[comp.lang.c] Question on large arrays in C

jwp@uwmacc.UUCP (02/12/87)

I am running 4.3BSD on a MicroVax II.
I have a simple program:

----------
#include <stdio.h>
#define N 20480
main()
{
	double x[N];
	double y_1[N];
	double y_2[N];
	double y_3[N];
	double y_4[N];
	char *l = "";

	fprintf(stdout, "hi\n");
	exit(0);
}
----------

When I run it, I get "Segmentation violation".
dbx reports the violation to occur on the "char *l" line.
If I move the 5 array declarations up above main(),
under the define statement, the program works OK.
What is wrong with the program as listed above?
-- 
	Jeff Percival ...!uwvax!uwmacc!sal70!jwp or ...!uwmacc!jwp

chris@mimsy.UUCP (02/12/87)

In article <1051@uwmacc.UUCP> jwp@uwmacc.UUCP (Jeffrey W Percival) writes:
>I am running 4.3BSD on a MicroVax II. ...

with array declarations that require 20480*5*8 = 819200 bytes.

>When I run it, I get "Segmentation violation".

>If I move the 5 array declarations up above main(),
>under the define statement, the program works OK.
>What is wrong with the program as listed above?
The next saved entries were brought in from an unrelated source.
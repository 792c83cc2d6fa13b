//! # Expression Engine
//!
//! The `ExpressionEngine` trait is the contract between the evolutionary core and
//! the external engine that owns the expression trees. The core never builds,
//! recombines or walks a tree itself; it only asks the engine to.
//!
//! An engine is a single long-lived session. Every query is a blocking
//! request/response, and definitions loaded into the session are never retracted.
//!
//! Any method may fail with [`GpError::InvalidEvaluation`](crate::error::GpError::InvalidEvaluation)
//! when the underlying numeric evaluation overflows or underflows. Callers decide
//! how to absorb it. Failures of the session itself should be reported as
//! [`GpError::Engine`](crate::error::GpError::Engine), which aborts the run.
//!
//! [`ScriptedEngine`] is a deterministic in-memory implementation for tests and
//! benchmarks.

pub mod scripted;

use crate::error::Result;
use crate::expression::{Expression, TreePath};
use crate::vocabulary::Vocabulary;

pub use scripted::ScriptedEngine;

/// The operations the core requires from an expression engine session.
pub trait ExpressionEngine {
    /// Evaluates an expression, binding the input vector first when one is given.
    fn evaluate(&mut self, expression: &Expression, input: Option<&[f64]>) -> Result<f64>;

    /// Generates a random expression no deeper than `max_depth`.
    fn random_program(&mut self, max_depth: usize, vocabulary: &Vocabulary) -> Result<Expression>;

    /// Counts the valid crossover/mutation points of an expression.
    fn flat_count(&mut self, expression: &Expression) -> Result<usize>;

    /// Structural depth of an expression.
    fn depth(&mut self, expression: &Expression) -> Result<usize>;

    /// Resolves the structural path of a branch.
    fn tree_path(&mut self, branch: usize, expression: &Expression) -> Result<TreePath>;

    /// Whether `path` addresses a branch of `expression`.
    fn path_exists(&mut self, expression: &Expression, path: &TreePath) -> Result<bool>;

    /// Swaps the subtrees at `branch1` of `first` and `branch2` of `second`.
    fn crossover_at(
        &mut self,
        first: &Expression,
        second: &Expression,
        branch1: usize,
        branch2: usize,
    ) -> Result<(Expression, Expression)>;

    /// Swaps the subtrees found at the same structural `path` in both parents.
    fn context_sensitive_crossover_at(
        &mut self,
        first: &Expression,
        second: &Expression,
        path: &TreePath,
    ) -> Result<(Expression, Expression)>;

    /// Structurally mutates an expression, keeping it within `max_depth`.
    fn mutate(
        &mut self,
        expression: &Expression,
        max_depth: usize,
        vocabulary: &Vocabulary,
    ) -> Result<Expression>;

    /// Extends the session with host definitions (functions, constants).
    fn load_definitions(&mut self, source: &str) -> Result<()>;
}

impl<E: ExpressionEngine + ?Sized> ExpressionEngine for Box<E> {
    fn evaluate(&mut self, expression: &Expression, input: Option<&[f64]>) -> Result<f64> {
        (**self).evaluate(expression, input)
    }

    fn random_program(&mut self, max_depth: usize, vocabulary: &Vocabulary) -> Result<Expression> {
        (**self).random_program(max_depth, vocabulary)
    }

    fn flat_count(&mut self, expression: &Expression) -> Result<usize> {
        (**self).flat_count(expression)
    }

    fn depth(&mut self, expression: &Expression) -> Result<usize> {
        (**self).depth(expression)
    }

    fn tree_path(&mut self, branch: usize, expression: &Expression) -> Result<TreePath> {
        (**self).tree_path(branch, expression)
    }

    fn path_exists(&mut self, expression: &Expression, path: &TreePath) -> Result<bool> {
        (**self).path_exists(expression, path)
    }

    fn crossover_at(
        &mut self,
        first: &Expression,
        second: &Expression,
        branch1: usize,
        branch2: usize,
    ) -> Result<(Expression, Expression)> {
        (**self).crossover_at(first, second, branch1, branch2)
    }

    fn context_sensitive_crossover_at(
        &mut self,
        first: &Expression,
        second: &Expression,
        path: &TreePath,
    ) -> Result<(Expression, Expression)> {
        (**self).context_sensitive_crossover_at(first, second, path)
    }

    fn mutate(
        &mut self,
        expression: &Expression,
        max_depth: usize,
        vocabulary: &Vocabulary,
    ) -> Result<Expression> {
        (**self).mutate(expression, max_depth, vocabulary)
    }

    fn load_definitions(&mut self, source: &str) -> Result<()> {
        (**self).load_definitions(source)
    }
}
Nothing.  This is a `feature' of a large virtual address space with
demand paging.  The system cannot tell whether many stack pointer
alterations are proper, so it uses a heuristic.  If the stack
pointer has been moved less than 512 kilobytes, the stack allocation
is a controlled one and is allowed.  If it has moved by more than
512K, it is assumed to be accidental, and the program is sent a
SIGSEGV.

This heuristic has an obvious flaw.  To fix it, Berkeley made the
limit not really 512K, but rather the `stacksize' resource limit
for the process.  This is set to 512K by init, and inherited by
all children.  It can be changed with the setrlimit() system call,
or with the C shell's built-in `limit' command:

	limit stacksize 1m

will raise it to one megabyte;

	unlimit stacksize

will raise it to the kernel's configured maximum, probably 16M.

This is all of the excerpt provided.